Problem: Find and copy each line of the data that includes "feed".

Dataset entries:

fn seed_customers(now: OffsetDateTime) -> Vec<Customer> {
    let mut customers = vec![
        customer(
            now,
            "cust1",
            "Acme Inc",
            "contact@acmeinc.com",
            "+1 (555) 123-4567",
            CustomerStatus::Active,
            "Key enterprise client with multiple ongoing projects",
            3,
            90,
        ),
        customer(
            now,
            "cust2",
            "TechCorp Solutions",
            "info@techcorp.com",
            "+1 (555) 987-6543",
            CustomerStatus::Active,
            "Expanding their contract next quarter",
            5,
            120,
        ),
        customer(
            now,
            "cust3",
            "Global Industries",
            "contact@globalind.com",
            "+1 (555) 456-7890",
            CustomerStatus::Inactive,
            "Need to follow up on renewal",
            30,
            180,
        ),
        customer(
            now,
            "cust4",
            "Startup Innovators",
            "hello@startupinnovators.com",
            "+1 (555) 234-5678",
            CustomerStatus::Lead,
            "Interested in our premium plan",
            2,
            15,
        ),
        customer(
            now,
            "cust5",
            "Local Business LLC",
            "info@localbusiness.com",
            "+1 (555) 876-5432",
            CustomerStatus::Active,
            "Small account with growth potential",
            7,
            60,
        ),
    ];

    for (index, company) in EXTRA_COMPANIES.iter().enumerate() {
        let slug: String = company
            .to_lowercase()
            .chars()
            .filter(char::is_ascii_alphanumeric)
            .collect();
        let status = CustomerStatus::ALL[index % CustomerStatus::ALL.len()];
        customers.push(customer(
            now,
            &format!("cust{}", index + 6),
            company,
            &format!("contact@{slug}.example.com"),
            &format!("+1 (555) 200-{:04}", index + 1),
            status,
            "",
            (index as i64 + 1) * 2,
            (index as i64 + 1) * 9,
        ));
    }
    customers
}

#[allow(clippy::too_many_arguments)]
fn deal(
    now: OffsetDateTime,
    id: &str,
    title: &str,
    value: i64,
    status: DealStatus,
    customer_id: &str,
    customer_name: &str,
    description: &str,
    closing_in_days: i64,
    probability: u8,
    assigned_to: &str,
    created_days_ago: i64,
    updated_days_ago: i64,
) -> Deal {
    Deal {
        id: DealId::from(id),
        title: title.to_owned(),
        value,
        status,
        customer_id: CustomerId::from(customer_id),
        customer_name: customer_name.to_owned(),
        description: description.to_owned(),
        closing_date: Some(now + Duration::days(closing_in_days)),
        probability: Some(probability),
        assigned_to: Some(UserId::from(assigned_to)),
        created_at: now - Duration::days(created_days_ago),
        updated_at: now - Duration::days(updated_days_ago),
    }
}
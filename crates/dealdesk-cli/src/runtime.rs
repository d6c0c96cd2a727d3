// Copyright 2026 Phillip Cloud
// Licensed under the Apache License, Version 2.0

use anyhow::Result;
use dealdesk_api::Client;
use dealdesk_api::mock::MockData;
use dealdesk_app::{
    ActivityEntry, Customer, CustomerMetrics, DashboardSummary, Deal, DealId, DealMetrics,
    DealStatus, SalesPoint, Task, TaskId, TaskStatus,
};
use time::OffsetDateTime;

/// Production runtime: every call goes straight to the CRM backend over
/// the blocking HTTP client.
pub struct HttpRuntime {
    client: Client,
}

impl HttpRuntime {
    pub fn new(client: Client) -> Self {
        Self { client }
    }
}

impl dealdesk_tui::AppRuntime for HttpRuntime {
    fn load_customer_page(&mut self, page: usize, page_size: usize) -> Result<Vec<Customer>> {
        self.client.customer_page(page, page_size)
    }

    fn load_deals(&mut self) -> Result<Vec<Deal>> {
        self.client.deals()
    }

    fn load_tasks(&mut self) -> Result<Vec<Task>> {
        self.client.tasks()
    }

    fn load_summary(&mut self) -> Result<DashboardSummary> {
        self.client.dashboard_summary()
    }

    fn load_activity(&mut self) -> Result<Vec<ActivityEntry>> {
        self.client.recent_activity()
    }

    fn load_sales(&mut self) -> Result<Vec<SalesPoint>> {
        self.client.sales_overview()
    }

    fn load_customer_metrics(&mut self) -> Result<CustomerMetrics> {
        self.client.customer_metrics()
    }

    fn load_deal_metrics(&mut self) -> Result<DealMetrics> {
        self.client.deal_metrics()
    }

    fn update_deal_status(&mut self, id: &DealId, status: DealStatus) -> Result<Deal> {
        self.client.update_deal_status(id, status)
    }

    fn update_task_status(&mut self, id: &TaskId, status: TaskStatus) -> Result<Task> {
        self.client.update_task_status(id, status)
    }

    fn delete_deal(&mut self, id: &DealId) -> Result<()> {
        self.client.delete_deal(id)
    }

    fn delete_task(&mut self, id: &TaskId) -> Result<()> {
        self.client.delete_task(id)
    }
}

/// Offline runtime over the seeded in-memory dataset. Mutations stick for
/// the lifetime of the process.
pub struct MockRuntime {
    data: MockData,
}

impl MockRuntime {
    pub fn new(now: OffsetDateTime) -> Self {
        Self {
            data: MockData::seed(now),
        }
    }
}

impl dealdesk_tui::AppRuntime for MockRuntime {
    fn load_customer_page(&mut self, page: usize, page_size: usize) -> Result<Vec<Customer>> {
        Ok(self.data.customer_page(page, page_size))
    }

    fn load_deals(&mut self) -> Result<Vec<Deal>> {
        Ok(self.data.deals().to_vec())
    }

    fn load_tasks(&mut self) -> Result<Vec<Task>> {
        Ok(self.data.tasks().to_vec())
    }

    fn load_summary(&mut self) -> Result<DashboardSummary> {
        Ok(self.data.summary())
    }

    fn load_activity(&mut self) -> Result<Vec<ActivityEntry>> {
        Ok(self.data.activity())
    }

    fn load_sales(&mut self) -> Result<Vec<SalesPoint>> {
        Ok(self.data.sales())
    }

    fn load_customer_metrics(&mut self) -> Result<CustomerMetrics> {
        Ok(self.data.customer_metrics())
    }

    fn load_deal_metrics(&mut self) -> Result<DealMetrics> {
        Ok(self.data.deal_metrics())
    }

    fn update_deal_status(&mut self, id: &DealId, status: DealStatus) -> Result<Deal> {
        self.data.update_deal_status(id, status)
    }

    fn update_task_status(&mut self, id: &TaskId, status: TaskStatus) -> Result<Task> {
        self.data.update_task_status(id, status)
    }

    fn delete_deal(&mut self, id: &DealId) -> Result<()> {
        self.data.delete_deal(id)
    }

    fn delete_task(&mut self, id: &TaskId) -> Result<()> {
        self.data.delete_task(id)
    }
}

#[cfg(test)]
mod tests {
    use super::MockRuntime;
    use dealdesk_app::{DealId, DealStatus, TaskId, TaskStatus};
    use dealdesk_tui::AppRuntime;
    use time::OffsetDateTime;

    fn runtime() -> MockRuntime {
        MockRuntime::new(OffsetDateTime::UNIX_EPOCH)
    }

    #[test]
    fn mock_runtime_pages_customers() {
        let mut runtime = runtime();
        let first = runtime.load_customer_page(1, 10).expect("page 1");
        let second = runtime.load_customer_page(2, 10).expect("page 2");
        assert_eq!(first.len(), 10);
        assert_eq!(second.len(), 10);
        assert_ne!(first[0].id, second[0].id);
    }

    #[test]
    fn mock_runtime_mutations_stick() {
        let mut runtime = runtime();
        let updated = runtime
            .update_deal_status(&DealId::from("deal5"), DealStatus::Qualified)
            .expect("update deal");
        assert_eq!(updated.status, DealStatus::Qualified);

        let deals = runtime.load_deals().expect("load deals");
        let deal = deals
            .iter()
            .find(|deal| deal.id.as_str() == "deal5")
            .expect("deal present");
        assert_eq!(deal.status, DealStatus::Qualified);

        runtime
            .delete_task(&TaskId::from("task1"))
            .expect("delete task");
        let tasks = runtime.load_tasks().expect("load tasks");
        assert!(tasks.iter().all(|task| task.id.as_str() != "task1"));
    }

    #[test]
    fn mock_runtime_rejects_unknown_ids() {
        let mut runtime = runtime();
        assert!(
            runtime
                .update_task_status(&TaskId::from("task99"), TaskStatus::Completed)
                .is_err()
        );
        assert!(runtime.delete_deal(&DealId::from("deal99")).is_err());
    }
}
// Copyright 2026 Phillip Cloud
// Licensed under the Apache License, Version 2.0

/// Manual pagination counters over an externally held list.
#[derive(Debug, Clone, Copy, PartialEq, Eq)]
pub struct Pager {
    page: usize,
    page_size: usize,
}

impl Pager {
    pub const fn new(page_size: usize) -> Self {
        Self {
            page: 1,
            page_size: if page_size == 0 { 1 } else { page_size },
        }
    }

    pub const fn page(&self) -> usize {
        self.page
    }

    pub const fn page_size(&self) -> usize {
        self.page_size
    }

    pub const fn next_page(&mut self) {
        self.page = self.page.saturating_add(1);
    }

    /// Floors at page 1.
    pub const fn prev_page(&mut self) {
        if self.page > 1 {
            self.page -= 1;
        }
    }

    pub const fn go_to(&mut self, page: usize) {
        self.page = if page == 0 { 1 } else { page };
    }

    /// Changing the window size resets to page 1 so page and size never
    /// disagree about what the window means.
    pub const fn set_page_size(&mut self, page_size: usize) {
        self.page_size = if page_size == 0 { 1 } else { page_size };
        self.page = 1;
    }

    pub const fn page_count(&self, total: usize) -> usize {
        total.div_ceil(self.page_size)
    }

    /// Current window of `items`; empty once the page runs past the end.
    pub fn slice<'a, T>(&self, items: &'a [T]) -> &'a [T] {
        let start = (self.page - 1).saturating_mul(self.page_size);
        if start >= items.len() {
            return &[];
        }
        let end = start.saturating_add(self.page_size).min(items.len());
        &items[start..end]
    }
}

/// A fetch the owner must execute; completions come back through
/// [`InfiniteScroll::complete`] tagged with the request id.
#[derive(Debug, Clone, Copy, PartialEq, Eq)]
pub struct FetchRequest {
    pub request_id: u64,
    pub page: usize,
}

/// Accumulating page feed driven by a visibility signal. The struct owns
/// loading/error/has_more state; the owner performs the fetch and reports
/// the outcome. Request ids double as a cancellation token: `reset`
/// invalidates whatever is still in flight, so late completions cannot
/// resurrect a feed the owner already discarded.
#[derive(Debug, Clone, PartialEq, Eq)]
pub struct InfiniteScroll<T> {
    items: Vec<T>,
    page: usize,
    page_size: usize,
    loading: bool,
    error: Option<String>,
    has_more: bool,
    request_id: u64,
}

impl<T> InfiniteScroll<T> {
    pub const fn new(page_size: usize) -> Self {
        Self {
            items: Vec::new(),
            page: 1,
            page_size: if page_size == 0 { 1 } else { page_size },
            loading: false,
            error: None,
            has_more: true,
            request_id: 0,
        }
    }

    pub fn items(&self) -> &[T] {
        &self.items
    }

    pub const fn page_size(&self) -> usize {
        self.page_size
    }

    pub const fn loading(&self) -> bool {
        self.loading
    }

    pub const fn has_more(&self) -> bool {
        self.has_more
    }

    pub fn error(&self) -> Option<&str> {
        self.error.as_deref()
    }

    /// Drives loading from the sentinel-visibility signal: a fetch is
    /// issued only when the sentinel is visible, more data is expected,
    /// and no fetch is already in flight.
    pub fn poll(&mut self, sentinel_visible: bool) -> Option<FetchRequest> {
        if sentinel_visible { self.begin() } else { None }
    }

    /// Manual load-more with the same re-entrancy guard as `poll`.
    pub fn begin(&mut self) -> Option<FetchRequest> {
        if self.loading || !self.has_more {
            return None;
        }
        self.loading = true;
        self.error = None;
        self.request_id = self.request_id.saturating_add(1);
        Some(FetchRequest {
            request_id: self.request_id,
            page: self.page,
        })
    }

    /// Applies a fetch outcome. Stale request ids are dropped. On success
    /// the batch is appended and the cursor advances; a short or empty
    /// batch means the feed is exhausted. On failure only `error` changes,
    /// so the same page can be retried with another `begin`.
    pub fn complete(&mut self, request_id: u64, result: Result<Vec<T>, String>) -> bool {
        if request_id != self.request_id {
            return false;
        }
        self.loading = false;
        match result {
            Ok(batch) => {
                if batch.is_empty() || batch.len() < self.page_size {
                    self.has_more = false;
                }
                self.items.extend(batch);
                self.page = self.page.saturating_add(1);
            }
            Err(message) => {
                self.error = Some(message);
            }
        }
        true
    }

    /// Back to the initial state, `has_more` included. Outstanding
    /// completions are invalidated.
    pub fn reset(&mut self) {
        self.items.clear();
        self.page = 1;
        self.loading = false;
        self.error = None;
        self.has_more = true;
        self.request_id = self.request_id.saturating_add(1);
    }
}
fn render_deal_list(frame: &mut ratatui::Frame, view_data: &ViewData, area: Rect) {
    let view = &view_data.deals;
    let deals = view.visible_sorted();
    let header = Row::new(vec![
        format!("title{}", sort_mark(&view.sorter, "title")),
        "customer".to_owned(),
        format!("value{}", sort_mark(&view.sorter, "value")),
        format!("stage{}", sort_mark(&view.sorter, "stage")),
        format!("closing{}", sort_mark(&view.sorter, "closing")),
    ])
    .style(Style::default().add_modifier(Modifier::BOLD));

    let rows = deals.iter().enumerate().map(|(index, deal)| {
        let row = Row::new(vec![
            Cell::from(deal.title.clone()),
            Cell::from(deal.customer_name.clone()),
            Cell::from(format_money(deal.value)),
            Cell::from(deal.status.label()),
            Cell::from(deal.closing_date.map_or(String::new(), format_date)),
        ]);
        if index == view.selected {
            row.style(Style::default().bg(Color::DarkGray))
        } else {
            row
        }
    });

    let title = format!("{} deals", deals.len());
    let table = Table::new(
        rows,
        [
            Constraint::Percentage(30),
            Constraint::Percentage(24),
            Constraint::Percentage(12),
            Constraint::Percentage(16),
            Constraint::Percentage(18),
        ],
    )
    .header(header)
    .block(Block::default().borders(Borders::ALL).title(title));
    frame.render_widget(table, area);
}
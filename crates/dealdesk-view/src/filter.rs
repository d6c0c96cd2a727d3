// Copyright 2026 Phillip Cloud
// Licensed under the Apache License, Version 2.0

use crate::debounce::Debouncer;
use std::collections::BTreeMap;
use std::sync::mpsc::Sender;
use std::time::Duration;

/// Accessor for a free-text searchable field. `None` never matches.
pub type SearchField<T> = fn(&T) -> Option<String>;

/// A named filter resolved at construction time: either strict equality
/// against an extracted value, or an arbitrary predicate over the item and
/// the raw filter value.
#[derive(Debug, Clone, Copy)]
pub enum FilterField<T> {
    Equals(fn(&T) -> String),
    Predicate(fn(&T, &str) -> bool),
}

/// A filter selection. `Any` is the "all"/empty sentinel and never excludes
/// items; it is how a select widget says "no filter".
#[derive(Debug, Clone, PartialEq, Eq, Default)]
pub enum FilterValue {
    #[default]
    Any,
    Is(String),
}

impl FilterValue {
    pub fn from_raw(raw: &str) -> Self {
        if raw.is_empty() || raw == "all" {
            Self::Any
        } else {
            Self::Is(raw.to_owned())
        }
    }

    pub const fn is_active(&self) -> bool {
        matches!(self, Self::Is(_))
    }
}

/// Derives a filtered view of a source slice from a debounced free-text
/// query over declared search fields plus a set of named filters.
///
/// The engine never mutates or stores the source; `apply` recomputes the
/// derived array synchronously from whatever slice the owner currently
/// holds.
#[derive(Debug)]
pub struct FilterEngine<T> {
    search_fields: Vec<SearchField<T>>,
    filter_fields: BTreeMap<&'static str, FilterField<T>>,
    query: String,
    filters: BTreeMap<&'static str, String>,
    debouncer: Debouncer,
}

pub const DEFAULT_DEBOUNCE: Duration = Duration::from_millis(300);

impl<T> FilterEngine<T> {
    pub fn new(debounce: Duration) -> Self {
        Self {
            search_fields: Vec::new(),
            filter_fields: BTreeMap::new(),
            query: String::new(),
            filters: BTreeMap::new(),
            debouncer: Debouncer::new(debounce),
        }
    }

    pub fn with_search_field(mut self, field: SearchField<T>) -> Self {
        self.search_fields.push(field);
        self
    }

    pub fn with_filter_field(mut self, key: &'static str, field: FilterField<T>) -> Self {
        self.filter_fields.insert(key, field);
        self
    }

    pub fn query(&self) -> &str {
        &self.query
    }

    /// Schedules a query commit through the debounce channel. The message
    /// built by `build` must carry the returned token and the text back to
    /// [`FilterEngine::commit_query`].
    pub fn queue_query<M, F>(&mut self, text: &str, tx: &Sender<M>, build: F) -> u64
    where
        M: Send + 'static,
        F: FnOnce(u64, String) -> M,
    {
        let text = text.to_owned();
        self.debouncer.schedule(tx, move |token| build(token, text))
    }

    /// Applies a debounced query if its token is still current. Stale
    /// tokens (a newer keystroke was queued meanwhile) are dropped.
    pub fn commit_query(&mut self, token: u64, text: &str) -> bool {
        if !self.debouncer.accepts(token) {
            return false;
        }
        self.query = text.to_owned();
        true
    }

    /// Immediate query update, bypassing the debounce window.
    pub fn set_query(&mut self, text: &str) {
        self.debouncer.cancel();
        self.query = text.to_owned();
    }

    pub fn set_filter(&mut self, key: &'static str, value: FilterValue) {
        match value {
            FilterValue::Any => {
                self.filters.remove(key);
            }
            FilterValue::Is(raw) => {
                self.filters.insert(key, raw);
            }
        }
    }

    pub fn filter(&self, key: &str) -> FilterValue {
        self.filters
            .get(key)
            .map_or(FilterValue::Any, |raw| FilterValue::Is(raw.clone()))
    }

    pub fn reset(&mut self) {
        self.debouncer.cancel();
        self.query.clear();
        self.filters.clear();
    }

    pub fn is_pristine(&self) -> bool {
        self.query.is_empty() && self.filters.is_empty()
    }

    /// Recomputes the derived view: search first, then each active filter.
    /// Filter keys with no registered field never exclude anything.
    pub fn apply(&self, items: &[T]) -> Vec<T>
    where
        T: Clone,
    {
        let mut out = items.to_vec();

        if !self.query.is_empty() && !self.search_fields.is_empty() {
            let needle = self.query.to_lowercase();
            out.retain(|item| {
                self.search_fields.iter().any(|field| {
                    field(item).is_some_and(|value| value.to_lowercase().contains(&needle))
                })
            });
        }

        for (key, raw) in &self.filters {
            match self.filter_fields.get(key) {
                Some(FilterField::Equals(extract)) => out.retain(|item| extract(item) == *raw),
                Some(FilterField::Predicate(matches)) => out.retain(|item| matches(item, raw)),
                None => {}
            }
        }

        out
    }
}

#[cfg(test)]
mod tests {
    use super::{FilterEngine, FilterField, FilterValue};
    use std::sync::mpsc;
    use std::time::Duration;

    #[derive(Debug, Clone, PartialEq, Eq)]
    struct Contact {
        name: &'static str,
        email: Option<&'static str>,
        company: &'static str,
        status: &'static str,
    }

    fn contacts() -> Vec<Contact> {
        vec![
            Contact {
                name: "John Doe",
                email: Some("john@acme.com"),
                company: "Acme Inc",
                status: "active",
            },
            Contact {
                name: "Jane Smith",
                email: Some("jane@techcorp.com"),
                company: "TechCorp",
                status: "active",
            },
            Contact {
                name: "Sam Lee",
                email: None,
                company: "Global Industries",
                status: "inactive",
            },
            Contact {
                name: "Ada Park",
                email: Some("ada@startup.io"),
                company: "Startup Innovators",
                status: "lead",
            },
            Contact {
                name: "Lee Wong",
                email: Some("lee@local.biz"),
                company: "Local Business LLC",
                status: "active",
            },
        ]
    }

    fn engine() -> FilterEngine<Contact> {
        FilterEngine::new(Duration::ZERO)
            .with_search_field(|contact: &Contact| Some(contact.name.to_owned()))
            .with_search_field(|contact| contact.email.map(str::to_owned))
            .with_search_field(|contact| Some(contact.company.to_owned()))
            .with_filter_field(
                "status",
                FilterField::Equals(|contact| contact.status.to_owned()),
            )
    }

    #[test]
    fn search_is_case_insensitive_substring_over_declared_fields() {
        let mut engine = engine();
        engine.set_query("JOHN");

        let matched = engine.apply(&contacts());
        assert_eq!(matched.len(), 1);
        assert_eq!(matched[0].name, "John Doe");
    }

    #[test]
    fn missing_field_values_never_match() {
        let mut engine = engine();
        engine.set_query("sam");

        // "Sam Lee" matches on name even though email is None; searching
        // for an email-only fragment of another contact excludes Sam.
        assert_eq!(engine.apply(&contacts()).len(), 1);

        engine.set_query("@");
        let with_email = engine.apply(&contacts());
        assert!(with_email.iter().all(|contact| contact.email.is_some()));
    }

    #[test]
    fn output_is_a_subset_of_input() {
        let mut engine = engine();
        let source = contacts();
        for query in ["a", "acme", "zzz", ""] {
            engine.set_query(query);
            let out = engine.apply(&source);
            assert!(out.iter().all(|contact| source.contains(contact)));
        }
    }

    #[test]
    fn any_filter_value_is_a_no_op() {
        let mut engine = engine();
        let unfiltered = engine.apply(&contacts());

        engine.set_filter("status", FilterValue::from_raw("all"));
        assert_eq!(engine.apply(&contacts()), unfiltered);

        engine.set_filter("status", FilterValue::from_raw(""));
        assert_eq!(engine.apply(&contacts()), unfiltered);
    }

    #[test]
    fn equality_filter_keeps_exact_matches() {
        let mut engine = engine();
        engine.set_filter("status", FilterValue::Is("lead".to_owned()));

        let matched = engine.apply(&contacts());
        assert_eq!(matched.len(), 1);
        assert_eq!(matched[0].name, "Ada Park");
    }

    #[test]
    fn equality_filter_applies_even_when_search_already_emptied_the_set() {
        let mut engine = engine();
        engine.set_query("no such contact");
        engine.set_filter("status", FilterValue::Is("active".to_owned()));
        assert!(engine.apply(&contacts()).is_empty());
    }

    #[test]
    fn unregistered_filter_key_never_excludes() {
        let mut engine = engine();
        engine.set_filter("priority", FilterValue::Is("high".to_owned()));
        assert_eq!(engine.apply(&contacts()).len(), contacts().len());
    }

    #[test]
    fn custom_predicate_receives_item_and_value() {
        let mut engine = FilterEngine::new(Duration::ZERO).with_filter_field(
            "company-starts-with",
            FilterField::Predicate(|contact: &Contact, value| contact.company.starts_with(value)),
        );
        engine.set_filter("company-starts-with", FilterValue::Is("Tech".to_owned()));

        let matched = engine.apply(&contacts());
        assert_eq!(matched.len(), 1);
        assert_eq!(matched[0].company, "TechCorp");
    }

    #[test]
    fn stale_debounce_token_is_dropped() {
        let (tx, rx) = mpsc::channel();
        let mut engine = engine();

        let first = engine.queue_query("jo", &tx, |token, text| (token, text));
        let second = engine.queue_query("john", &tx, |token, text| (token, text));
        assert_ne!(first, second);

        let mut committed = Vec::new();
        for _ in 0..2 {
            let (token, text) = rx
                .recv_timeout(Duration::from_secs(2))
                .expect("debounced query should arrive");
            if engine.commit_query(token, &text) {
                committed.push(text);
            }
        }

        assert_eq!(committed, vec!["john".to_owned()]);
        assert_eq!(engine.query(), "john");
    }

    #[test]
    fn reset_clears_query_and_filters() {
        let mut engine = engine();
        engine.set_query("john");
        engine.set_filter("status", FilterValue::Is("active".to_owned()));
        assert!(!engine.is_pristine());

        engine.reset();
        assert!(engine.is_pristine());
        assert_eq!(engine.apply(&contacts()).len(), contacts().len());
    }
}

Solution to this problem:
/// Accumulating page feed driven by a visibility signal. The struct owns
/// resurrect a feed the owner already discarded.
    /// batch means the feed is exhausted. On failure only `error` changes,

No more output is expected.